I was travelling to Monaco and the last flight from London to Nice is scheduled to land at about 1130pm from where it’s a 30 minute taxi ride into Monaco. It’s a journey I do once a year and have never had a problem – eta at the hotel shortly after midnight. This time however, due to torrential rain over southern France the plane was an hour late taking off from Heathrow and I arrived at Nice airport at half past midnight. With hand luggage only I sped through the airport and was expecting to be one of the first in the taxi queue – but it was still raining heavily and the taxi queue stretched round the corner and not a taxi in sight. As it turned out the rain had been so torrential that about ten people had lost their lives that evening in a flash flood not far from Nice, and the ACDC concert meant taxis were in short supply. I had reached about 50th after ten minutes in the queue and just one taxi, rain still torrential, when a guy walked up the line asking if anyone was travelling to Monaco – I said yes and he asked whether we could share a ride to which I agreed, saving him 50 places in the queue and a certain half hour. We eventually bundled into a taxi with one other guy – and, despite the hour engaged in small talk about what we were doing in Monaco, what we did for a living etc. It turned out we had a finance guy (me), a solar panel guy and a cat bond guy (don’t ask, something to do with insuring risk). A pleasant enough conversation despite the hour. As we reached his drop off in Monaco I gave him my card and he told me his name – an Italian surname which rang a bell somewhere in the deepest recesses of my brain. I asked him if he had been to school in England to which he said yes so I asked him which one – a long shot you might think given we are talking school in the early 80s but the name sounded vaguely familiar. Well, you guessed it, we had attended the same school in the early 80s in Oxford – in fact it wasn’t him I had overlapped with but his younger brother. I thanked him for saving me a certain two hours in the taxi queue (being Italian he hadn’t exactly stuck rigidly to the queuing system but I’m not complaining) and I was safely in my hotel by 2am – it could have been a lot worse.
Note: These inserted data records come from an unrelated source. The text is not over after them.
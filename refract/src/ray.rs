use nalgebra::Unit;

use crate::{
    geometry::{try_unit, HalfLine, Vector},
    Float, Result,
};

/// The color of a ray: three channels and an intensity (its alpha), all in `[0, 1]`.
#[derive(Clone, Copy, Debug, PartialEq)]
pub struct Color {
    pub rgb: [Float; 3],
    pub intensity: Float,
}

impl Default for Color {
    fn default() -> Self {
        Self::WHITE
    }
}

impl Color {
    pub const WHITE: Self = Self {
        rgb: [1.; 3],
        intensity: 1.,
    };

    /// Channels and intensity are clamped into `[0, 1]`, `NaN`s become `0`.
    #[inline]
    #[must_use]
    pub fn new(rgb: [Float; 3], intensity: Float) -> Self {
        Self {
            rgb: rgb.map(clamp_unit),
            intensity: clamp_unit(intensity),
        }
    }

    #[inline]
    #[must_use]
    pub fn with_intensity(self, intensity: Float) -> Self {
        Self {
            intensity: clamp_unit(intensity),
            ..self
        }
    }

    #[inline]
    #[must_use]
    pub fn with_rgb(self, rgb: [Float; 3]) -> Self {
        Self::new(rgb, self.intensity)
    }

    #[inline]
    #[must_use]
    pub fn channel_sum(&self) -> Float {
        self.rgb.iter().sum()
    }

    /// How much light this color actually carries.
    #[inline]
    #[must_use]
    pub fn energy(&self) -> Float {
        self.channel_sum() * self.intensity
    }
}

#[inline]
fn clamp_unit(x: Float) -> Float {
    if x.is_nan() {
        0.
    } else {
        x.clamp(0., 1.)
    }
}

/// Reflects `d` about the line directed by `axis`: `2(d·a)a - d`.
#[inline]
#[must_use]
pub fn reflect_about_axis(d: &Unit<Vector>, axis: &Unit<Vector>) -> Unit<Vector> {
    let a = axis.as_ref();
    let dd = 2. * d.dot(a);
    // SAFETY: orthogonal symmetries preserve euclidean norms
    Unit::new_unchecked(a * dd - d.as_ref())
}

/// A light ray, and everything it turned into after hitting the scene.
///
/// `end` is unset until the ray is propagated, and stays unset for rays
/// the engine decided not to follow.
#[derive(Clone, Debug, PartialEq)]
pub struct Ray {
    pub origin: Vector,
    pub dir: Unit<Vector>,
    pub end: Option<Vector>,
    pub color: Color,
    pub children: Vec<Ray>,
}

impl Ray {
    /// Returns an error if `dir` is zero.
    #[inline]
    pub fn new(origin: impl Into<Vector>, dir: impl Into<Vector>, color: Color) -> Result<Self> {
        try_unit(dir.into()).map(|dir| Self::new_unit_dir(origin, dir, color))
    }

    #[inline]
    #[must_use]
    pub fn new_unit_dir(origin: impl Into<Vector>, dir: Unit<Vector>, color: Color) -> Self {
        Self {
            origin: origin.into(),
            dir,
            end: None,
            color,
            children: Vec::new(),
        }
    }

    #[inline]
    #[must_use]
    pub fn half_line(&self) -> HalfLine {
        HalfLine::new(self.origin, self.dir)
    }

    #[inline]
    #[must_use]
    pub fn intensity(&self) -> Float {
        self.color.intensity
    }

    /// Get the point at distance `t` (can be negative) from the ray's origin
    #[inline]
    #[must_use]
    pub fn at(&self, t: Float) -> Vector {
        self.origin + self.dir.as_ref() * t
    }

    /// A new ray starting at `at`, with no end or children yet.
    #[inline]
    #[must_use]
    pub fn spawn(&self, at: Vector, dir: Unit<Vector>, color: Color) -> Self {
        Self::new_unit_dir(at, dir, color)
    }

    /// A ray starting at `at`, mirroring this one about `axis`, with the same color.
    #[inline]
    #[must_use]
    pub fn reflected(&self, at: Vector, axis: &Unit<Vector>) -> Self {
        self.spawn(at, reflect_about_axis(&self.dir, axis), self.color)
    }

    #[must_use]
    pub fn is_finite(&self) -> bool {
        self.origin.iter().chain(self.dir.iter()).all(|c| c.is_finite())
            && self.color.intensity.is_finite()
    }

    /// Number of rays in this tree, `self` included.
    #[must_use]
    pub fn node_count(&self) -> usize {
        self.walk().count()
    }

    /// Length of the longest chain of rays from `self` to a leaf, `self` included.
    #[must_use]
    pub fn depth(&self) -> usize {
        1 + self.children.iter().map(Ray::depth).max().unwrap_or(0)
    }

    /// Iterates over this tree in pre-order.
    #[inline]
    #[must_use]
    pub fn walk(&self) -> Walk<'_> {
        Walk { stack: vec![self] }
    }
}

pub struct Walk<'a> {
    stack: Vec<&'a Ray>,
}

impl<'a> Iterator for Walk<'a> {
    type Item = &'a Ray;

    fn next(&mut self) -> Option<Self::Item> {
        let ray = self.stack.pop()?;
        self.stack.extend(ray.children.iter().rev());
        Some(ray)
    }
}

#[cfg(test)]
mod tests {
    use super::*;
    use approx::assert_abs_diff_eq;

    #[test]
    fn zero_direction_is_rejected() {
        assert!(Ray::new([0., 0.], [0., 0.], Color::WHITE).is_err());
    }

    #[test]
    fn reflection_flips_the_axial_component() {
        let axis = Unit::new_normalize(Vector::new(0., 1.));
        let d = Unit::new_normalize(Vector::new(1., 1.));
        let r = reflect_about_axis(&d, &axis);
        assert_abs_diff_eq!(r.into_inner(), Vector::new(-1., 1.).normalize(), epsilon = 1e-12);
    }

    #[test]
    fn colors_are_clamped() {
        let c = Color::new([2., -1., Float::NAN], 1.5);
        assert_eq!(c.rgb, [1., 0., 0.]);
        assert_eq!(c.intensity, 1.);
        assert_eq!(c.with_intensity(-0.5).intensity, 0.);
        assert_abs_diff_eq!(Color::WHITE.with_intensity(0.5).energy(), 1.5);
    }

    #[test]
    fn tree_walk_is_pre_order() {
        let mut root = Ray::new([0., 0.], [1., 0.], Color::WHITE).unwrap();
        let mut a = root.spawn([1., 0.].into(), root.dir, Color::WHITE.with_intensity(0.1));
        a.children.push(a.spawn([2., 0.].into(), a.dir, Color::WHITE.with_intensity(0.2)));
        root.children.push(a);
        root.children.push(root.spawn([1., 1.].into(), root.dir, Color::WHITE.with_intensity(0.3)));

        let order: Vec<_> = root.walk().map(Ray::intensity).collect();
        assert_eq!(order, [1., 0.1, 0.2, 0.3]);
        assert_eq!(root.node_count(), 4);
        assert_eq!(root.depth(), 3);
    }
}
And I had one this weekend as well – Brit living in LA, runs a media business, has VC backers in the UK – and the guy who sits on his board from the VC was a work colleague ten years ago. I’m definitely a buyer of the small world theory.
Maybe they’d always been happening and I just didn’t think about them until Superconnect gave what I had previously thought were chance encounters some form of framework, or maybe I’ve drunk the potion and am now converted.
I had an amazing experience the other day. At the Hay-on-Wye festival, I was waiting for a table with one of my authors – one of many ‘couples’ waiting for a table that had been booked – when a kind woman and her husband suggested we share their four person table. Assuming we could have two 2-way conversations, we gleefully accepted. However the table was tiny and it was impossible not to spend the entire evening talking to them. We had a great time. Cultural gluttons, they come to Hay every year for a literary bonanza, leaving their four children at home. It’s their annual treat. We talked about writers, books, the fun of a weekend away without the kids etc. In fact, we were having such a good time that we didn’t touch on the boring stuff like ‘where do you live? etc.’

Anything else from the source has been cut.